- [Work order] Copy each line of the entries that contains the word "StreamHandle".

BEGIN Supplied entries

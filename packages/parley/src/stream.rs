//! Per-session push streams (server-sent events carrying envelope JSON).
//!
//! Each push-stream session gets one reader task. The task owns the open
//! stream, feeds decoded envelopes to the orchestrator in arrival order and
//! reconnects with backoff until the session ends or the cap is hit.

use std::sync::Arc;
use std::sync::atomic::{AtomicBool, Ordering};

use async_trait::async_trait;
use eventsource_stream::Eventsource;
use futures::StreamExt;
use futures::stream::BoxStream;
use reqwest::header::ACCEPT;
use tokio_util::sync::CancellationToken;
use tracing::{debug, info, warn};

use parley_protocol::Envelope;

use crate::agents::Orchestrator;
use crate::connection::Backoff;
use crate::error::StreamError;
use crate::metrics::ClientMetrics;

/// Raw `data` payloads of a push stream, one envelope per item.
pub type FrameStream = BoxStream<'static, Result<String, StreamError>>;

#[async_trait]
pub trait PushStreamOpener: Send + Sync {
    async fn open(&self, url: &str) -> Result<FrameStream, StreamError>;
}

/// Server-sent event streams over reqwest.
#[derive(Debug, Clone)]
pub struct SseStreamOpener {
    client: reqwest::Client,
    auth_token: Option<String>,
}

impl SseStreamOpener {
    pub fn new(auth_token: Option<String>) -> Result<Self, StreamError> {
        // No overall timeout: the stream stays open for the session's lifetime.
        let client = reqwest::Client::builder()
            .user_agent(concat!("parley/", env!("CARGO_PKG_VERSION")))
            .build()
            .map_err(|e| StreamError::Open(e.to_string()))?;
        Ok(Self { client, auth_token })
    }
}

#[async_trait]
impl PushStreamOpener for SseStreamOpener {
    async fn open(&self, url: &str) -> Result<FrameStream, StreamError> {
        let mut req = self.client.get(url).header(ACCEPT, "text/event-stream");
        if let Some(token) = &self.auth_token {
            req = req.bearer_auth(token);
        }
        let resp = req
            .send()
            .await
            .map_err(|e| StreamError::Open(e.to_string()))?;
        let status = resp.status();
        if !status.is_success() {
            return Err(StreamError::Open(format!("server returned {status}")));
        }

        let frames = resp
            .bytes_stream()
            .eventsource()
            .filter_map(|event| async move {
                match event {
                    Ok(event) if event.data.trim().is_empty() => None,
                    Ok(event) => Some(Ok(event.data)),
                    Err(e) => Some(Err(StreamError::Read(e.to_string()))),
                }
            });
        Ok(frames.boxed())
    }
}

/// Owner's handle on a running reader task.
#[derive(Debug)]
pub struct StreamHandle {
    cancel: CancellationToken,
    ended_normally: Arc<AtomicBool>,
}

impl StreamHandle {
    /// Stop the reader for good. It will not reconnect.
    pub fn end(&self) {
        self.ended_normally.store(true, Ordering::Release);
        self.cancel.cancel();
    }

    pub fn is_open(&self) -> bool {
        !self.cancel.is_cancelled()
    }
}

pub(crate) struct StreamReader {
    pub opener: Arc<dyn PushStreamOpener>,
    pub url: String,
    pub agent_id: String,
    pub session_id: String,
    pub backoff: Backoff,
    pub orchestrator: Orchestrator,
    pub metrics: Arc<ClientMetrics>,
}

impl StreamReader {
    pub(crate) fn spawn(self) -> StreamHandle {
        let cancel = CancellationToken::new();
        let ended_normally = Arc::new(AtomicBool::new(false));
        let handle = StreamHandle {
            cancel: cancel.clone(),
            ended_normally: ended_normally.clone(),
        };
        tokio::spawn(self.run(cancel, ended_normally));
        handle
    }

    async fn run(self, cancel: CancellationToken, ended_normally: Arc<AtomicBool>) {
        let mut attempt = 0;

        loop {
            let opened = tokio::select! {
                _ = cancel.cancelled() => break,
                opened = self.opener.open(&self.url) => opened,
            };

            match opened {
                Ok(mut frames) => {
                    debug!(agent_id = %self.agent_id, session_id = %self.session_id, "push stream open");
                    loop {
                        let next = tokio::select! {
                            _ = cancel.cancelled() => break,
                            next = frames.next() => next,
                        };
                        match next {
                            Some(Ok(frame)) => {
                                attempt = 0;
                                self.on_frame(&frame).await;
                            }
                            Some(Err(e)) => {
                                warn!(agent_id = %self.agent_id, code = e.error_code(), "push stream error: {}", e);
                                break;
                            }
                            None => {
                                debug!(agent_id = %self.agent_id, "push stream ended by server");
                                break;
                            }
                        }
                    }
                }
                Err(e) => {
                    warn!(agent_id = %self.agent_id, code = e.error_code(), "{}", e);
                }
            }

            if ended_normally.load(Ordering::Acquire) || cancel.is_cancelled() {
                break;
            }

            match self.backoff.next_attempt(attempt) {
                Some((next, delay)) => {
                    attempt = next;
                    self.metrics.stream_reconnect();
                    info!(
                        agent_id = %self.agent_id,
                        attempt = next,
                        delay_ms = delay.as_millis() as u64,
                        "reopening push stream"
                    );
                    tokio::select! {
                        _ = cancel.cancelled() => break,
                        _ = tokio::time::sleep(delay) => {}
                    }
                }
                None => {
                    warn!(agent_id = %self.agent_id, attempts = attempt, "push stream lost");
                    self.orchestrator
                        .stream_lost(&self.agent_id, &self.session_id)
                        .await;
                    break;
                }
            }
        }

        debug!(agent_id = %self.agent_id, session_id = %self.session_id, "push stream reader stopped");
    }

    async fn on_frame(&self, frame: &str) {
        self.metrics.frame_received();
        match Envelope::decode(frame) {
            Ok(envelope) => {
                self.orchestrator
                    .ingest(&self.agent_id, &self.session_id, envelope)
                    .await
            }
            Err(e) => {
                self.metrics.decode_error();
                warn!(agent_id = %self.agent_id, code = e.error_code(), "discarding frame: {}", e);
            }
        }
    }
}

END Supplied entries

- [Solution for this exercise]
pub struct StreamHandle {
impl StreamHandle {
    pub(crate) fn spawn(self) -> StreamHandle {
        let handle = StreamHandle {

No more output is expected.